後ろから俺の腰の辺りに何かが飛び込んできた。


「こ、こら!せっかく来てくれたお兄ちゃんにそんなことしたらダメでしょ!?」


「ええーこれくらいかわせると思ったんだけどな?」


「そうそう。召喚師って闘いのプロでしょ?」


「まあでも学生じゃこんなもんかぁ」


散々ないいようだな……

子どものすることだ、そう怒りをこらえながら振り返ると、生意気そ……元気そうな男の子二人と女の子一人が笑っていた。

まったく……大人の対応をしてやるか。


「どぉもぉ……カイですぅ。よろしくねぇ……」


どこが大人の対応なのかはなはだ疑問ですね。


「貝?海にいるやつ?」


「スープに入れるとおいしいよね!」


「ええぇ?俺きらい……」


後ろでフレアたちの笑い声が聞こえてくる。


このガキどもがぁぁぁ!


マスター!落ち着いてください!依頼失敗は学園の信頼に関わりますよ!


くっ……!なんて難易度の高い依頼なんだ!


「ふふっ、みんな元気ですね。私はリーナって言うのですが、みんなのお名前はなんていうのかな?」


リーナは笑顔でしゃがみ込むと、目線を合わせて話しかける。


「エ、エンツ……」


ツンツンで黒髪の少年は照れたように。


「僕はケシムです!」


サラサラの緑髪の少年はとても元気に。


「えへへ、あたしはサーシャ!お姉ちゃんとってもきれいだね!」


「あらあら、ありがとうございます」


茶色のロングヘアの少女はリーナの胸に飛び込んで、抱き着いた。


な、なんだ!?この差は!


人徳ではないでしょうか?


クソォォォ!


俺がそう嘆いていると、


「あの、大丈夫ですか?子どもたちがすいません……」


子どもたちの先生だと思われる女性に声をかけられた。


「……」


一本のみつあみにした長い栗色の髪を肩からほどほどの胸へと流していて、服装はひよこのエプロン姿に動きやすそうなズボン。
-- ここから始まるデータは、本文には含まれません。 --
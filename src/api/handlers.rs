//! HTTP request handlers for the report assistant API.
//!
//! This module contains the handler functions for all API endpoints. The
//! handlers deserialize, call the core and serialize; no report logic lives
//! here.

use std::time::Instant;

use axum::{
    Json, Router,
    extract::{State, rejection::JsonRejection},
    http::{StatusCode, header},
    response::{IntoResponse, Response},
    routing::{get, post},
};
use tracing::{info, warn};
use uuid::Uuid;

use crate::error::AssistantError;
use crate::models::ReportRequest;
use crate::policy::DialoguePolicy;
use crate::report::ReportAssembler;

use super::request::{ChatRequest, validate_year};
use super::response::{ApiError, ApiErrorResponse, StatusResponse};
use super::state::AppState;

/// Creates the API router with all endpoints.
pub fn create_router(state: AppState) -> Router {
    Router::new()
        .route("/report", post(report_handler))
        .route("/chat", post(chat_handler))
        .route("/status", get(status_handler))
        .with_state(state)
}

/// Handler for POST /report.
///
/// Accepts a structured report request and returns the report rows.
async fn report_handler(
    State(state): State<AppState>,
    payload: Result<Json<ReportRequest>, JsonRejection>,
) -> impl IntoResponse {
    let correlation_id = Uuid::new_v4();
    info!(correlation_id = %correlation_id, "Processing report request");

    let request = match payload {
        Ok(Json(req)) => req,
        Err(rejection) => return rejection_response(correlation_id, rejection),
    };

    if let Err(err) = validate_year(request.year) {
        return error_response(correlation_id, err);
    }

    let registry = state.registry();
    let start_time = Instant::now();
    let result = ReportAssembler::new(state.store(), &registry)
        .with_synthetic_fallback(state.settings().report.synthetic_fallback)
        .assemble(&request);

    match result {
        Ok(report) => {
            info!(
                correlation_id = %correlation_id,
                department = ?request.department,
                rows = report.total,
                synthetic = report.synthetic,
                skipped = report.diagnostics.skipped_unresolved_employee,
                duration_us = start_time.elapsed().as_micros(),
                "Report completed successfully"
            );
            (
                StatusCode::OK,
                [(header::CONTENT_TYPE, "application/json")],
                Json(report.rows),
            )
                .into_response()
        }
        Err(err) => error_response(correlation_id, err),
    }
}

/// Handler for POST /chat.
///
/// Interprets a free-text prompt and returns the assistant's reply.
async fn chat_handler(
    State(state): State<AppState>,
    payload: Result<Json<ChatRequest>, JsonRejection>,
) -> impl IntoResponse {
    let correlation_id = Uuid::new_v4();
    info!(correlation_id = %correlation_id, "Processing chat request");

    let request = match payload {
        Ok(Json(req)) => req,
        Err(rejection) => return rejection_response(correlation_id, rejection),
    };

    if let Err(err) = request.validate() {
        return error_response(correlation_id, err);
    }

    let registry = state.registry();
    let start_time = Instant::now();
    let response = DialoguePolicy::new(state.store(), &registry)
        .with_synthetic_fallback(state.settings().report.synthetic_fallback)
        .answer(&request.prompt);

    info!(
        correlation_id = %correlation_id,
        rows = response.data.as_ref().map_or(0, Vec::len),
        duration_us = start_time.elapsed().as_micros(),
        "Chat reply ready"
    );

    (
        StatusCode::OK,
        [(header::CONTENT_TYPE, "application/json")],
        Json(response),
    )
        .into_response()
}

/// Handler for GET /status.
async fn status_handler(State(state): State<AppState>) -> impl IntoResponse {
    let database = match state.store().departments() {
        Ok(_) => "connected",
        Err(err) => {
            warn!(error = %err, "Status check could not read departments");
            "error"
        }
    };
    let registry = state.registry();

    Json(StatusResponse {
        status: "running".to_string(),
        database: database.to_string(),
        department_count: registry.departments().len(),
    })
}

/// Maps a JSON extraction failure to a 400 response.
fn rejection_response(correlation_id: Uuid, rejection: JsonRejection) -> Response {
    let error = match rejection {
        JsonRejection::JsonDataError(err) => {
            let body_text = err.body_text();
            warn!(
                correlation_id = %correlation_id,
                error = %body_text,
                "JSON data error"
            );
            if body_text.contains("Invalid month code") {
                ApiError::new("INVALID_MONTH", body_text)
            } else if body_text.contains("missing field") {
                ApiError::new("INVALID_REQUEST", body_text)
            } else {
                ApiError::malformed_json(body_text)
            }
        }
        JsonRejection::JsonSyntaxError(err) => {
            warn!(
                correlation_id = %correlation_id,
                error = %err,
                "JSON syntax error"
            );
            ApiError::malformed_json(format!("Invalid JSON syntax: {}", err))
        }
        JsonRejection::MissingJsonContentType(_) => {
            ApiError::new("MISSING_CONTENT_TYPE", "Content-Type must be application/json")
        }
        _ => ApiError::malformed_json("Failed to parse request body"),
    };
    json_error(ApiErrorResponse::bad_request(error))
}

/// Logs and maps a core error to its HTTP response.
fn error_response(correlation_id: Uuid, err: AssistantError) -> Response {
    warn!(
        correlation_id = %correlation_id,
        error = %err,
        "Request failed"
    );
    json_error(err.into())
}

fn json_error(api_error: ApiErrorResponse) -> Response {
    (
        api_error.status,
        [(header::CONTENT_TYPE, "application/json")],
        Json(api_error.error),
    )
        .into_response()
}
そして歳上とは思えないほどの幼さを残しつつも、たしかな大人の美しさを纏っている。


「ど、どうかしましたか?」


「いえ、失礼いたしました。とても可愛らしい子どもたちにびっくりしていただけです。ところで先生のお名前は?」


「ダ、ダリアですが……」


「僕はカイです。よろし……」


「俺らの先生になに色目使ってんだ!」

「さっさと離れろ!」

「そうよ!」


ゲシッ!!!


「いだぁぁぁ!?」


子どもたちの蹴りが俺の足へ攻撃してきた。


ふふふ……キレちまったよ……


ファーナ!出てこい!

このクソガキどもをビビらせてやるんだ!


はぁ……こんな気乗りしない召喚があっていいのでしょうか……


渋々な様子ではありながらも、ファーナの美しい鎧姿が現れた。


「す、すげぇ……」


「カッコイイ……」


「それに、キレイ……」


すげぇ!

いきなりでてきたぜ!

かっけぇ!


他の子どもたちも驚いた様子で声を上げている。


そ、そうですかぁ……?


なに嬉しそうにしてんだよ。


だが、ファーナを見つめていたのもつかの間のこと。


「ねぇ!兜取ってみて!」


マスター、構いませんか?


要望だしな、応えてあげよう。


わかりました。


ファーナが兜を取ると、その下には当然何もない。

その姿に驚くかと思ったが、


「とりゃぁぁぁ!」


あっ!私の兜が!


全く気にもせずにエンツがファーナの手にあった兜をジャンプして奪った。


「こ、こら!返しなさい!」


「やだよぉだ!ほらパス!」


「ほいきた!」


「あたしにもパスパス!」


三人はあっという間に三角形のように距離を取り、クルクルと兜をパス回ししていく。


マスター!目が!目が!回りますぅぅぅ!


「リビングメイルの兜で遊ぶんじゃありません!」


俺はなんとか取り返そうと走り回る。


「カイ君もとっても仲良しになりましたね!」


「仲良しというか……」


「遊ばれてるだけだよね……」


「たのしそう」


「さっさと返さんかぁぁぁ!」


まだまだ始まったばかりだというのに、先が思いやられるのだった。